Elsewhere in this section of the newspaper today, you may read a story about how the Hernando County School Board is on the verge of requiring all elementary and middle school students to wear uniforms on campus. The board is doing so at the recommendation of superintendent Wayne Alexander, who apparently thinks this is an important issue as it relates to educating the children in his charge.
I happen to disagree. There is a perfectly adequate dress code already in place if it enforced, pardon the pun, uniformly. That has not happened because teachers and principals don't like being the Clothes Police, and because they, as humans are inclined to do, bring their own interpretations and biases about what attire is unacceptable. For those reasons, many agree that a dress code is unenforceable.
So, instead of trying to crack down on an impractical policy, they are taking the easy way out, one that allows them to ignore the hypocritical folly of establishing a rule that cannot be, or is not worthy of being, enforced.
You may agree with me that requiring elementary school students to dress alike is acceptable (barely), but it is an unnecessary and superficial constraint for middle and high school students. Or, you may be of the more liberal — or is that libertarian? — opinion that there should be no government-mandated garb for students of any age. Or you may believe all students, including those at high schools, should don uniforms.
There is room for honest disagreement on all those fronts.
But if the board and the superintendent are ready to impose their fashion will on students, then why should they be exempt?
Senior board member Jim Malcolm said he doesn't understand what all the controversy is about. (Perhaps if he asked middle school students, they could help him see both sides of the issue.) However, if he is sincere in his assertion that this is not a big deal, then I challenge him and his colleagues on the School Board to adopt a similar "uniform dress code" for themselves:
Every time they attend a meeting or a function in which they are acting in their official capacity as elected officials, they must wear the uniform. If they do not, there will be a penalty, say spending a day as a teacher's assistant at one of the middle schools. Or maybe offering an explanation at the next board meeting of why they failed to conform to the rules.
But here's a catch. Someone else — say you, or me — will specify the adults' uniform options. After all, that's what they are doing to the kids; no one asked their opinion about the uniforms.
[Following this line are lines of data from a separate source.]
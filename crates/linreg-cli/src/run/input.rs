use std::fs;
use std::path::Path;
use std::str::FromStr;

use anyhow::{Context, Result};
use clap::ArgMatches;
use serde::{Deserialize, Serialize};

use linreg_core::config::{SolverConfig, SolverType};
use linreg_core::losses::LossType;

/// Parameters of one experiment: dataset generation, split and solvers.
#[derive(Debug, Clone, Serialize, Deserialize, PartialEq)]
#[serde(default)]
pub struct RunConfig {
    pub n_samples: usize,
    pub n_features: usize,
    pub bias: f64,
    pub noise: f64,
    pub test_frac: f64,
    pub seed: u64,
    pub learning_rate: f64,
    pub n_iter: usize,
    pub tol: f64,
    pub solvers: Vec<SolverType>,
    pub loss: LossType,
    /// HTML file the loss curves are written to.
    pub report: Option<String>,
}

impl Default for RunConfig {
    fn default() -> Self {
        RunConfig {
            n_samples: 100_000,
            n_features: 20,
            bias: -300.7,
            noise: 2.0,
            test_frac: 0.2,
            seed: 42,
            learning_rate: 0.001,
            n_iter: 10_000,
            tol: 0.001,
            solvers: vec![
                SolverType::GradientDescent,
                SolverType::MiniBatch {
                    batch_size: SolverType::DEFAULT_BATCH_SIZE,
                },
            ],
            loss: LossType::L2,
            report: None,
        }
    }
}

/// Load a run configuration from a JSON file.
pub fn load_run_config<P: AsRef<Path>>(path: P) -> Result<RunConfig> {
    let content = fs::read_to_string(&path)
        .with_context(|| format!("Failed to read config: {}", path.as_ref().display()))?;
    let config: RunConfig = serde_json::from_str(&content)
        .with_context(|| format!("Failed to parse config: {}", path.as_ref().display()))?;
    Ok(config)
}

impl RunConfig {
    /// Start from the config file (or defaults) and apply command-line overrides.
    pub fn from_arguments(config_path: Option<&Path>, matches: &ArgMatches) -> Result<Self> {
        let mut config = match config_path {
            Some(path) => load_run_config(path)?,
            None => RunConfig::default(),
        };

        if let Some(&n_samples) = matches.get_one::<usize>("n_samples") {
            config.n_samples = n_samples;
        }
        if let Some(&n_features) = matches.get_one::<usize>("n_features") {
            config.n_features = n_features;
        }
        if let Some(&bias) = matches.get_one::<f64>("bias") {
            config.bias = bias;
        }
        if let Some(&noise) = matches.get_one::<f64>("noise") {
            config.noise = noise;
        }
        if let Some(&test_frac) = matches.get_one::<f64>("test_frac") {
            config.test_frac = test_frac;
        }
        if let Some(&seed) = matches.get_one::<u64>("seed") {
            config.seed = seed;
        }
        if let Some(&learning_rate) = matches.get_one::<f64>("learning_rate") {
            config.learning_rate = learning_rate;
        }
        if let Some(&n_iter) = matches.get_one::<usize>("n_iter") {
            config.n_iter = n_iter;
        }
        if let Some(&tol) = matches.get_one::<f64>("tol") {
            config.tol = tol;
        }

        if let Some(solver) = matches.get_one::<String>("solver") {
            config.solvers = parse_solvers(solver)?;
        }
        if let Some(&batch_size) = matches.get_one::<usize>("batch_size") {
            config.set_batch_size(batch_size);
        }

        if let Some(loss) = matches.get_one::<String>("loss") {
            config.loss = LossType::from_str(loss).map_err(anyhow::Error::msg)?;
        }
        if let Some(&lambda) = matches.get_one::<f64>("lambda") {
            match &mut config.loss {
                LossType::Ridge { lambda: current } => *current = lambda,
                LossType::L2 => log::warn!("--lambda ignored for the l2 loss"),
            }
        }

        if let Some(report) = matches.get_one::<String>("report") {
            config.report = Some(report.clone());
        }

        Ok(config)
    }

    /// Replace the batch size of every mini-batch solver.
    pub fn set_batch_size(&mut self, batch_size: usize) {
        for solver in self.solvers.iter_mut() {
            if let SolverType::MiniBatch { batch_size: current } = solver {
                *current = batch_size;
            }
        }
    }

    /// Solver configuration sharing this run's step parameters.
    pub fn solver_config(&self, solver: &SolverType) -> SolverConfig {
        SolverConfig::new(
            self.learning_rate,
            self.n_iter,
            self.tol,
            self.seed,
            solver.clone(),
        )
        .with_loss(self.loss.clone())
    }
}

/// `gd`, `sgd`, or `both`.
pub fn parse_solvers(value: &str) -> Result<Vec<SolverType>> {
    if value.eq_ignore_ascii_case("both") {
        return Ok(RunConfig::default().solvers);
    }
    let solver = SolverType::from_str(value).map_err(anyhow::Error::msg)?;
    Ok(vec![solver])
}
//! Dense matrix engine.
//!
//! `Array2<T>` is a small row-major container with shape-checked arithmetic,
//! broadcasting, transpose-aware products, seeded random fills and gather.
//! It comes in a real-valued flavour (`Matrix`) and an integer flavour
//! (`IndexMatrix`) with identical shape semantics.
pub mod arith;
pub mod matrix;
pub mod random;
pub mod select;

pub use matrix::{Array2, Axis, Element, IndexMatrix, Matrix};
In that vein, here are a few suggestions for board members' uniforms:
• Button-down shirts to match their buttoned-down attitudes.
• (Up)tight shorts or pants.
• Straight-laced shoes.
You bet. But that's the point.
Seriously, if the board and Alexander truly believe that wearing uniforms will make it easier for students to learn and teachers to teach, then they are obligated to make everyone wear them.
And, of course, all board members.
Short of that, how about finding a better way to spend your time, maybe one that doesn't make my kid kowtow to your sense of fashion?